The lavish pensions that City Hall has been known for may become a thing of the past for new city employees.
Newly hired employees would shift to the 401(k) plans favored by private industry -- instead of the "defined benefits" enjoyed by their older co-workers -- under a plan being pushed by the head of Mayor Daley's pension reform commission.
Sources said the two-tiered pension system is the painful solution favored by Chicago's former chief financial officer Dana Levenson.
Levenson agreed to co-chair the 32-member pension commission to solve a crisis that threatens to strangle future generations of property taxpayers. The city's four pension funds alone have $10 billion in unfunded liabilities to employees and retirees. If they run out of money, Chicago taxpayers get stuck with the tab.
"I am not going to comment on anything about what we're doing," said Levenson, head of North American Infrastructure for the Royal Bank of Scotland.

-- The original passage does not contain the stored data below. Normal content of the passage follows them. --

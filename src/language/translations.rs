//! Key lookup in translation files.

use std::collections::HashMap;
use std::fs;
use std::path::Path;

use super::linter::parse;
use super::read_lines;

/// Translated strings loaded from one or more `.ini` files.
#[derive(Debug, Clone, Default)]
pub struct Translations {
    strings: HashMap<String, String>,
}

impl Translations {
    pub fn new() -> Self {
        Self::default()
    }

    /// Load the well-formed entries of a translation file. Later
    /// definitions of a key win, as in the ini parser.
    pub fn from_lines<S: AsRef<str>>(lines: &[S]) -> Self {
        let mut translations = Self::new();
        translations.extend_from_lines(lines);
        translations
    }

    /// Add the entries of another file, overriding existing keys.
    pub fn extend_from_lines<S: AsRef<str>>(&mut self, lines: &[S]) {
        for entry in parse(lines).entries {
            if let Some(text) = decode(&entry.value) {
                self.strings.insert(entry.key.to_ascii_uppercase(), text);
            }
        }
    }

    /// Load a translation file from disk. Unreadable files add nothing.
    pub fn extend_from_file(&mut self, path: &Path) -> bool {
        match fs::read(path) {
            Ok(bytes) => {
                self.extend_from_lines(&read_lines(&bytes));
                tracing::debug!("Loaded translations from {}", path.display());
                true
            }
            Err(e) => {
                tracing::debug!("Cannot read {}: {}", path.display(), e);
                false
            }
        }
    }

    /// Translate a key. Unknown keys are returned unchanged.
    pub fn translate(&self, key: &str) -> String {
        self.strings
            .get(&key.to_ascii_uppercase())
            .cloned()
            .unwrap_or_else(|| key.to_string())
    }

    pub fn len(&self) -> usize {
        self.strings.len()
    }

    pub fn is_empty(&self) -> bool {
        self.strings.is_empty()
    }
}

/// Text of a double-quoted value with escapes resolved.
fn decode(value: &str) -> Option<String> {
    let inner = value.strip_prefix('"')?.strip_suffix('"')?;
    Some(inner.replace("\"_QQ_\"", "\"").replace("\\\"", "\""))
}

#[cfg(test)]
mod tests {
    use super::*;
    use tempfile::TempDir;

    #[test]
    fn translates_known_keys_case_insensitively() {
        let translations = Translations::from_lines(&[
            "MOD_HELLO=\"Hello World\"",
            "MOD_HELLO_XML_DESCRIPTION=\"Says \\\"hello\\\"\"",
        ]);
        assert_eq!(translations.translate("mod_hello"), "Hello World");
        assert_eq!(
            translations.translate("MOD_HELLO_XML_DESCRIPTION"),
            "Says \"hello\""
        );
    }

    #[test]
    fn unknown_key_is_returned_unchanged() {
        let translations = Translations::new();
        assert_eq!(translations.translate("Plain Name"), "Plain Name");
    }

    #[test]
    fn unquoted_and_broken_entries_are_ignored() {
        let translations = Translations::from_lines(&["A=bare", "B=\"ok\"", "C=\"open"]);
        assert_eq!(translations.len(), 1);
        assert_eq!(translations.translate("A"), "A");
    }

    #[test]
    fn later_definition_wins() {
        let translations = Translations::from_lines(&["A=\"one\"", "A=\"two\""]);
        assert_eq!(translations.translate("A"), "two");
    }

    #[test]
    fn legacy_quote_token_is_decoded() {
        let translations = Translations::from_lines(&["A=\"x \"_QQ_\"y\"_QQ_\"\""]);
        assert_eq!(translations.translate("A"), "x \"y\"");
    }

    #[test]
    fn loads_from_file() {
        let temp = TempDir::new().unwrap();
        let path = temp.path().join("en-GB.mod_hello.sys.ini");
        std::fs::write(&path, "\u{FEFF}MOD_HELLO=\"Hello\"\r\n").unwrap();

        let mut translations = Translations::new();
        assert!(translations.extend_from_file(&path));
        assert!(!translations.extend_from_file(&temp.path().join("missing.ini")));
        assert_eq!(translations.translate("MOD_HELLO"), "Hello");
    }
}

Chicago Federation of Labor President Dennis Gannon and Fraternal Order of Police President Mark Donahue were equally reluctant to talk about reforms, for fear of violating a confidentiality agreement signed by commission members.
But when the Chicago Sun-Times confronted them about Levenson's idea, they could not remain silent.
"We knew before this commission was even formed that there was a potential desire to have a two-tier pension system for city employees," Donahue said.
"Unions have consistently been against such a plan. It establishes different benefits and creates different classes within your membership."
Gannon agreed that a two-tiered system would make it "very difficult to represent people. ... An employee is an employee -- whether you have 20 years, five years or no years."